İster yeni alanlar üzerinde yapılan çalışmalar, ister mevcut planlar üzerindeki tadilatlar olsun her türlü imar çalışmasının şeffaf, katılımcı ve tekniğine uygun olması gerektiğinin altını çizen Karancı, “Özellikle çok katlı konut yapılarında yapısal düzensizlik yaratan uygulamalara son verilmeli. Sağlıklı yapılaşma, nitelikli mesleki hizmetler, nitelikli müteahhitlik ve nitelikli kamusal denetim sağlanmalı. Jeolojik–jeoteknik ve mikro bölgeleme etüt raporlarında imar planlarında risklerin azaltılması için yapılacak çalışmalar kapsamlı olarak belirtilmeli. İmar mevzuatı, çoklu afet riskleri dikkate alınarak planlama, uygulama, denetim ve yaptırım konuları itibarıyla tekrar ele alınmalı, Mekânsal Planlama Yapım Yönetmeliği risk azaltım kriterlerine göre geliştirilmeli” açıklamasında bulundu.
“JEOLOJİ MÜHENDİSİ OLMAYAN BELEDİYELERDE RUHSAT VERME İŞLEMİ ASKIYA ALINMALI”

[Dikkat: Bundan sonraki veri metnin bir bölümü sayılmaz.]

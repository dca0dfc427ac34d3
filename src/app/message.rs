//! Application messages

use crate::features::content::ContactLink;
use crate::ui::Section;

/// Interactive elements tracked by the cursor follower and hover emphasis
#[derive(Debug, Clone, Copy, PartialEq, Eq, Hash)]
pub enum InteractiveId {
    /// Header nav link
    NavLink(Section),
    /// Header "Get in touch" CTA
    HeaderCta,
    /// Header menu button (narrow layout)
    MenuButton,
    /// Nav overlay link
    OverlayLink(Section),
    /// Nav overlay close button
    OverlayClose,
    /// Hero primary CTA
    HeroPrimary,
    /// Hero email CTA
    HeroEmail,
    /// Showcase card
    ShowcaseCard(usize),
    /// Contact section link
    Contact(ContactLink),
    /// Footer back-to-top link
    BackToTop,
}

/// Application messages
#[derive(Debug, Clone)]
pub enum Message {
    /// No-op for tasks that only log
    Noop,

    // ============ Navigation ============
    /// Scroll to a page section
    Navigate(Section),
    /// Scroll back to the top of the page
    BackToTop,
    /// Open the full-window nav overlay (narrow layout)
    OpenNavOverlay,
    /// Close the nav overlay
    CloseNavOverlay,
    /// Open an external link in the system browser
    OpenLink(&'static str),
    /// External link could not be opened
    LinkOpenFailed(String),

    // ============ Scroll ============
    /// Page scrollable moved (absolute y offset in pixels)
    Scrolled(f32),

    // ============ Pointer ============
    /// Pointer moved (window coordinates)
    PointerMoved(iced::Point),
    /// Pointer left the window
    PointerLeft,
    /// Pointer entered an interactive element
    HoverEnter(InteractiveId),
    /// Pointer left an interactive element
    HoverLeave(InteractiveId),
    /// Animation frame
    AnimationTick,

    // ============ Window ============
    /// Window resized
    WindowResized(iced::Size),
    /// Window close requested
    RequestClose,
}
//! Animation system for the portfolio page
//!
//! Three small pieces drive every moving part of the page:
//!
//! - [`reveal`]: one-shot reveal-on-scroll latches with a 700 ms fade/slide
//! - [`follower`]: the exponentially smoothed cursor marker
//! - [`hover`]: O(1) hover emphasis for interactive elements

pub mod follower;
mod hover;
pub mod reveal;

pub use follower::PointerFollower;
pub use hover::{FadeAnimation, HoverEmphasis};
pub use reveal::{RevealAnimation, Revealer};
//! Message update handlers - thin dispatcher delegating to submodules

mod navigation;
mod pointer;
mod reveal;
mod window;

use iced::Task;

use super::{App, Message};

impl App {
    /// Handle messages by delegating to appropriate submodule handlers
    pub fn update(&mut self, message: Message) -> Task<Message> {
        if let Some(task) = self.handle_navigation(&message) {
            return task;
        }
        if let Some(task) = self.handle_reveal(&message) {
            return task;
        }
        if let Some(task) = self.handle_pointer(&message) {
            return task;
        }
        if let Some(task) = self.handle_window(&message) {
            return task;
        }

        Task::none()
    }
}
//! Showreel - a single-page portfolio app for a freelance video editor
//! Built with iced for a warm dark one-page layout

#![cfg_attr(not(debug_assertions), windows_subsystem = "windows")]

mod app;
mod features;
mod ui;

fn main() -> iced::Result {
    // Initialize tracing for logging
    tracing_subscriber::fmt::init();

    // Restore the last window geometry before the runtime starts
    let window_size = features::Settings::load().window.size();

    iced::application(app::App::new, app::App::update, app::App::view)
        .title(app::App::title)
        .theme(app::App::theme)
        .subscription(app::App::subscription)
        .window(iced::window::Settings {
            size: window_size,
            // Close requests run teardown (follower, reveals, settings)
            // before the app exits
            exit_on_close_request: false,
            ..Default::default()
        })
        .antialiasing(true)
        .run()
}
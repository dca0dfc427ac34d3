//! About section

use iced::widget::{Space, column, text};
use iced::{Element, Padding};

use crate::app::Message;
use crate::features::content::SiteContent;
use crate::ui::theme;
use crate::ui::widgets::section_header;

/// Build the about section
pub fn view(site: &'static SiteContent, progress: f32) -> Element<'static, Message> {
    let body = text(site.about_body)
        .size(15)
        .color(theme::faded(theme::MUTED, progress));

    column![
        section_header::view(site.about_title, progress),
        Space::new().height(16),
        body,
    ]
    .max_width(680)
    .padding(Padding::new(0.0).top(48.0).bottom(48.0))
    .into()
}
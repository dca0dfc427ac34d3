//! One-shot reveal-on-scroll
//!
//! A [`Revealer`] consumes intersection-ratio samples for a page region and
//! latches the first sample that crosses its visibility threshold. The
//! subscription is single-use: the first qualifying sample disconnects it,
//! so later samples (including the region scrolling back out of view) can
//! never un-reveal the region. [`RevealAnimation`] pairs the latch with a
//! 700 ms eased fade/slide transition.

use std::time::{Duration, Instant};

use iced_anim::Animated;
use iced_anim::transition::Easing;

/// Fraction of a region that must be visible before it reveals
pub const DEFAULT_THRESHOLD: f32 = 0.18;

/// Upward slide distance while hidden, in logical pixels
pub const REVEAL_OFFSET: f32 = 8.0;

/// Reveal transition duration
const REVEAL_DURATION: Duration = Duration::from_millis(700);

/// Single-use visibility observer for one page region
#[derive(Debug, Clone, Copy)]
pub struct Revealer {
    threshold: f32,
    shown: bool,
    connected: bool,
}

impl Default for Revealer {
    fn default() -> Self {
        Self::new(DEFAULT_THRESHOLD)
    }
}

impl Revealer {
    pub fn new(threshold: f32) -> Self {
        Self {
            threshold,
            shown: false,
            connected: true,
        }
    }

    /// Feed one intersection-ratio sample; returns true exactly once, on
    /// the sample that crosses the threshold.
    ///
    /// The crossing sample disconnects the observer, so every later call is
    /// inert regardless of the ratio.
    pub fn observe(&mut self, ratio: f32) -> bool {
        if !self.connected {
            return false;
        }
        if ratio >= self.threshold {
            self.shown = true;
            self.connected = false;
            return true;
        }
        false
    }

    /// Release the observation without revealing. Idempotent, and safe to
    /// call whether or not the reveal already fired.
    pub fn disconnect(&mut self) {
        self.connected = false;
    }

    pub fn is_shown(&self) -> bool {
        self.shown
    }

    pub fn is_connected(&self) -> bool {
        self.connected
    }
}

/// Reveal latch plus its fade/slide transition
#[derive(Debug)]
pub struct RevealAnimation {
    revealer: Revealer,
    animation: Animated<f32>,
}

impl Default for RevealAnimation {
    fn default() -> Self {
        Self::new(DEFAULT_THRESHOLD)
    }
}

impl RevealAnimation {
    pub fn new(threshold: f32) -> Self {
        Self {
            revealer: Revealer::new(threshold),
            animation: Animated::transition(0.0, Easing::EASE.with_duration(REVEAL_DURATION)),
        }
    }

    /// Feed a ratio sample; starts the transition on the crossing sample.
    /// Returns true when the reveal fired on this call.
    pub fn observe(&mut self, ratio: f32) -> bool {
        if self.revealer.observe(ratio) {
            self.animation.update(1.0.into());
            return true;
        }
        false
    }

    /// Reveal immediately, skipping the transition (reduced-motion mode)
    pub fn force_shown(&mut self) {
        self.revealer.observe(1.0);
        self.revealer.disconnect();
        self.animation = Animated::transition(1.0, Easing::EASE.with_duration(REVEAL_DURATION));
    }

    pub fn disconnect(&mut self) {
        self.revealer.disconnect();
    }

    pub fn is_shown(&self) -> bool {
        self.revealer.is_shown()
    }

    /// Transition progress in [0, 1]; multiplies text/surface alpha and
    /// scales the slide offset in the views.
    pub fn progress(&self) -> f32 {
        *self.animation.value()
    }

    /// Current upward slide offset in logical pixels
    pub fn offset(&self) -> f32 {
        (1.0 - self.progress()) * REVEAL_OFFSET
    }

    pub fn is_animating(&self) -> bool {
        self.animation.is_animating()
    }

    /// Advance the transition; call once per animation frame
    pub fn tick(&mut self, now: Instant) {
        self.animation.tick(now);
    }
}

#[cfg(test)]
mod tests {
    use super::*;

    #[test]
    fn reveal_is_one_shot_and_monotone() {
        let mut revealer = Revealer::new(0.18);
        assert!(!revealer.observe(0.0));
        assert!(!revealer.observe(0.1));
        assert!(revealer.observe(0.2));
        assert!(revealer.is_shown());

        // Ratio dropping below the threshold never reverts the latch
        assert!(!revealer.observe(0.05));
        assert!(!revealer.observe(0.0));
        assert!(revealer.is_shown());
    }

    #[test]
    fn crossing_sample_disconnects() {
        let mut revealer = Revealer::new(0.18);
        assert!(revealer.observe(0.5));
        assert!(!revealer.is_connected());
        // Only the first qualifying sample reports the transition
        assert!(!revealer.observe(0.9));
    }

    #[test]
    fn threshold_boundary_fires() {
        let mut revealer = Revealer::new(0.18);
        assert!(revealer.observe(0.18));
    }

    #[test]
    fn never_visible_region_stays_hidden() {
        let mut revealer = Revealer::new(0.18);
        for _ in 0..1000 {
            assert!(!revealer.observe(0.05));
        }
        assert!(!revealer.is_shown());
    }

    #[test]
    fn disconnect_is_idempotent_and_final() {
        let mut revealer = Revealer::new(0.18);
        revealer.disconnect();
        revealer.disconnect();

        // No sample may fire after release
        assert!(!revealer.observe(1.0));
        assert!(!revealer.is_shown());
    }

    #[test]
    fn animation_starts_on_crossing_sample() {
        let mut reveal = RevealAnimation::new(0.18);
        assert_eq!(reveal.progress(), 0.0);
        assert!(reveal.offset() > 0.0);

        assert!(reveal.observe(0.3));
        assert!(reveal.is_shown());
        assert!(reveal.is_animating() || reveal.progress() > 0.0);
    }

    #[test]
    fn force_shown_skips_transition() {
        let mut reveal = RevealAnimation::new(0.18);
        reveal.force_shown();
        assert!(reveal.is_shown());
        assert_eq!(reveal.progress(), 1.0);
        assert_eq!(reveal.offset(), 0.0);
    }
}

Son olarak, “Jeolojik etüt ve mikro bölgeleme çalışmalarıyla afet riskleri dikkate alınarak şehirlerin tarihi, sosyal, kültürel dokuları ve sektörel gelişme stratejileri doğrultusunda mekânsal planlar yeniden yapılmalı, zemin özelliği dikkate alınarak imara kapatılacak yerler belirlenmeli” diyen Karancı, “Temel zemin etütlerini yerinde denetim yapacak yeterli sayı ve yetkinlikte jeoloji mühendisi istihdamı olmayan belediyelerde ruhsat verme işlemi, personel sayısını tamamlayana kadar askıya alınmalı. Afetlere hazırlık çalışmaları kaynak ve zaman gerektiren uzun soluklu çalışmalardır. Dolayısıyla gerek merkezi, gerekse yerel yöneticilerin kendi dönemlerinde esnetip gevşetemeyeceği yasal düzenlemeler yapılmalı, kaynakların doğru ve yerinde kullanımı için önlemler alınmalı, aksine davranışların hukuki ve cezai yaptırımları olmalı” diyerek depremde yaşamını yitirenlere Allah’tan rahmet, yaralananlar ile depremden etkilenen bütün bölge halkına geçmiş olsun dileklerini iletti.